Editorial: All-Party Parliamentary Group for Children Discusses Integrated Care (UK). Are you yawning already? Part 3

Twenty years of apathy and failure – with children and families paying the heavy price

My focus is on babies and young children who have very special needs, often with multiple impairments. My dream is for effective integrated early child and family support in which local agencies and practitioners join together to produce a seamless service to support the child’s learning and development and to help the whole family achieve the best possible quality of life.

In the UK we are a million miles away from this dream and the all-party parliamentary group feels like a throw-back in time. Twenty years ago we were all talking about integration, keyworkers and team around the child. Effective models were developed and written about. Then the government lost interest in these children and moved on to newer vote-catching projects. Since then children and families have to cope best they can with shameful fragmentation and chaos.  

Now we are being asked to step back twenty years and start again! As though struggling families have just been discovered. As though people in the Westminster bubble have just noticed some babies and young children are getting a raw deal.

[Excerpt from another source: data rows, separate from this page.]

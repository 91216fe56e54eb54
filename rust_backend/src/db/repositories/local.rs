//! In-memory local repository implementation.
//!
//! Stores tenants and raw records in memory behind a single lock. Suitable
//! for tests, the report binary and local development.

use async_trait::async_trait;
use log::debug;
use parking_lot::RwLock;
use std::collections::{BTreeMap, HashMap};
use std::sync::Arc;

use crate::core::domain::{RawRecord, Tenant, TenantId};
use crate::db::repository::*;

/// In-memory local repository.
///
/// Clones share the same underlying data.
///
/// # Example
/// ```
/// use merchant_tz::core::Tenant;
/// use merchant_tz::db::repositories::LocalRepository;
///
/// let repo = LocalRepository::new();
/// repo.insert_tenant(Tenant::new(1, "SP-Merchant", "America/Sao_Paulo"));
/// assert_eq!(repo.tenant_count(), 1);
/// ```
#[derive(Clone, Default)]
pub struct LocalRepository {
    data: Arc<RwLock<LocalData>>,
}

struct LocalData {
    tenants: BTreeMap<TenantId, Tenant>,
    records: Vec<RawRecord>,
    is_healthy: bool,
}

impl Default for LocalData {
    fn default() -> Self {
        Self {
            tenants: BTreeMap::new(),
            records: Vec::new(),
            is_healthy: true,
        }
    }
}

impl LocalRepository {
    /// Create a new empty local repository.
    pub fn new() -> Self {
        Self::default()
    }

    /// Create a repository pre-populated with `tenants` and `records`.
    pub fn with_data(
        tenants: impl IntoIterator<Item = Tenant>,
        records: impl IntoIterator<Item = RawRecord>,
    ) -> Self {
        let repo = Self::new();
        for tenant in tenants {
            repo.insert_tenant(tenant);
        }
        repo.insert_records(records);
        repo
    }

    /// Insert or replace a tenant.
    pub fn insert_tenant(&self, tenant: Tenant) {
        self.data.write().tenants.insert(tenant.id, tenant);
    }

    /// Append records. Referential integrity is not checked here; the engine
    /// reports unknown tenants at projection time.
    pub fn insert_records(&self, records: impl IntoIterator<Item = RawRecord>) {
        let mut data = self.data.write();
        data.records.extend(records);
        data.records
            .sort_by(|a, b| a.order_time_utc.cmp(&b.order_time_utc).then(a.id.cmp(&b.id)));
    }

    /// Set the health status for testing connection failures.
    pub fn set_healthy(&self, healthy: bool) {
        self.data.write().is_healthy = healthy;
    }

    /// Clear all data, keeping the health flag.
    pub fn clear(&self) {
        let mut data = self.data.write();
        data.tenants.clear();
        data.records.clear();
    }

    pub fn tenant_count(&self) -> usize {
        self.data.read().tenants.len()
    }

    pub fn record_count(&self) -> usize {
        self.data.read().records.len()
    }

    fn check_health(&self, operation: &str) -> RepositoryResult<()> {
        if !self.data.read().is_healthy {
            return Err(RepositoryError::connection("Local store is not healthy")
                .with_operation(operation));
        }
        Ok(())
    }
}

#[async_trait]
impl TenantLookup for LocalRepository {
    async fn fetch_tenants(&self, ids: &[TenantId]) -> RepositoryResult<HashMap<TenantId, Tenant>> {
        self.check_health("fetch_tenants")?;
        let data = self.data.read();
        Ok(ids
            .iter()
            .filter_map(|id| data.tenants.get(id).map(|t| (*id, t.clone())))
            .collect())
    }

    async fn get_tenant(&self, id: TenantId) -> RepositoryResult<Tenant> {
        self.check_health("get_tenant")?;
        self.data.read().tenants.get(&id).cloned().ok_or_else(|| {
            RepositoryError::not_found_with_context(
                format!("Tenant {} not found", id),
                ErrorContext::new("get_tenant")
                    .with_entity("tenant")
                    .with_entity_id(id),
            )
        })
    }

    async fn list_tenants(&self) -> RepositoryResult<Vec<Tenant>> {
        self.check_health("list_tenants")?;
        Ok(self.data.read().tenants.values().cloned().collect())
    }
}

#[async_trait]
impl RawRecordSource for LocalRepository {
    async fn fetch_records(&self, filter: &RecordFilter) -> RepositoryResult<Vec<RawRecord>> {
        self.check_health("fetch_records")?;
        let data = self.data.read();
        let records: Vec<RawRecord> = data
            .records
            .iter()
            .filter(|r| filter.matches(r))
            .skip(filter.offset)
            .take(filter.limit.unwrap_or(usize::MAX))
            .cloned()
            .collect();
        debug!("Local store returned {} records", records.len());
        Ok(records)
    }

    async fn count_records(&self, filter: &RecordFilter) -> RepositoryResult<usize> {
        self.check_health("count_records")?;
        Ok(self
            .data
            .read()
            .records
            .iter()
            .filter(|r| filter.matches(r))
            .count())
    }
}

#[async_trait]
impl StorageHealth for LocalRepository {
    async fn health_check(&self) -> RepositoryResult<HealthStatus> {
        self.check_health("health_check")?;
        let data = self.data.read();
        let tenant_count = data.tenants.len();
        let record_count = data.records.len();
        Ok(HealthStatus {
            healthy: tenant_count > 0 && record_count > 0,
            tenant_count,
            record_count,
        })
    }
}
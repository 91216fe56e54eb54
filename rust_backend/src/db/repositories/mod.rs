//! Repository implementations.
//!
//! - `local`: In-memory implementation for tests, the report binary and local development

pub mod local;

pub use local::LocalRepository;
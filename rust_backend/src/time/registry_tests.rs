#[cfg(test)]
mod tests {
    use crate::core::error::EngineError;
    use crate::time::registry::{TimezoneRegistry, ZoneRuleSource};
    use chrono_tz::Tz;
    use std::sync::atomic::{AtomicUsize, Ordering};
    use std::sync::Arc;

    #[test]
    fn test_resolve_known_zone() {
        let registry = TimezoneRegistry::new();
        let zone = registry.resolve("America/Sao_Paulo").unwrap();
        assert_eq!(zone.identifier(), "America/Sao_Paulo");
    }

    #[test]
    fn test_utc_sentinel_always_valid() {
        let registry = TimezoneRegistry::new();
        assert!(registry.is_valid("UTC"));
    }

    #[test]
    fn test_unknown_zone_is_error() {
        let registry = TimezoneRegistry::new();
        let err = registry.resolve("Mars/Olympus_Mons").unwrap_err();
        assert_eq!(
            err,
            EngineError::InvalidTimezone {
                identifier: "Mars/Olympus_Mons".to_string()
            }
        );
        assert!(registry.resolve("").is_err());
    }

    #[test]
    fn test_failures_are_not_cached() {
        let registry = TimezoneRegistry::new();
        let _ = registry.resolve("Not/AZone");
        assert_eq!(registry.cached_len(), 0);

        registry.resolve("Asia/Tokyo").unwrap();
        registry.resolve("Asia/Tokyo").unwrap();
        assert_eq!(registry.cached_len(), 1);
    }

    struct CountingSource {
        calls: Arc<AtomicUsize>,
    }

    impl ZoneRuleSource for CountingSource {
        fn rules_for(&self, identifier: &str) -> Option<Tz> {
            self.calls.fetch_add(1, Ordering::SeqCst);
            identifier.parse().ok()
        }
    }

    #[test]
    fn test_cache_serves_repeat_lookups() {
        let calls = Arc::new(AtomicUsize::new(0));
        let registry = TimezoneRegistry::with_source(CountingSource {
            calls: Arc::clone(&calls),
        });

        let first = registry.resolve("Europe/Berlin").unwrap();
        let second = registry.resolve("Europe/Berlin").unwrap();

        assert_eq!(first, second);
        assert_eq!(calls.load(Ordering::SeqCst), 1);
    }

    #[test]
    fn test_concurrent_resolution() {
        let registry = Arc::new(TimezoneRegistry::new());
        let ids = ["Asia/Tokyo", "Europe/London", "America/New_York", "UTC"];

        let handles: Vec<_> = (0..8)
            .map(|i| {
                let registry = Arc::clone(&registry);
                std::thread::spawn(move || registry.resolve(ids[i % ids.len()]).unwrap())
            })
            .collect();

        for (i, handle) in handles.into_iter().enumerate() {
            assert_eq!(handle.join().unwrap().identifier(), ids[i % ids.len()]);
        }
        assert_eq!(registry.cached_len(), ids.len());
    }

    #[test]
    fn test_shared_registry_is_one_cache() {
        let a = TimezoneRegistry::shared();
        let b = TimezoneRegistry::shared();
        assert!(Arc::ptr_eq(&a, &b));

        a.resolve("Pacific/Chatham").unwrap();
        assert!(b.cached_len() >= 1);
    }

    #[test]
    fn test_default_engines_share_registry() {
        use crate::services::Engine;
        let first = Engine::default();
        let second = crate::EngineConfig::default().build_engine().unwrap();
        assert!(std::ptr::eq(first.registry(), second.registry()));
    }
}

How many families would have been properly supported if these well-pain politicians, civil servants and charity bosses had run with the baton that was handed to them two decades ago?

In September 2019 I posted a series of comments in TAC Bulletin under the title ‘It takes leaders to break down silos’ – report by Council for Disabled Children offers more of the same. Disappointing

I argued that leadership was only one factor among many – including disability prejudice, the failure of universities to prepare graduates for joint working and the very real anxieties and apprehensions that many practitioners have about collaborating with people across agency or professional boundaries.

These are massive barriers to integrated care which I then addressed in the 2020 Manual, Integration Made Possible: A practical manual for joint working – multiagency – multidisciplinary - transdisciplinary.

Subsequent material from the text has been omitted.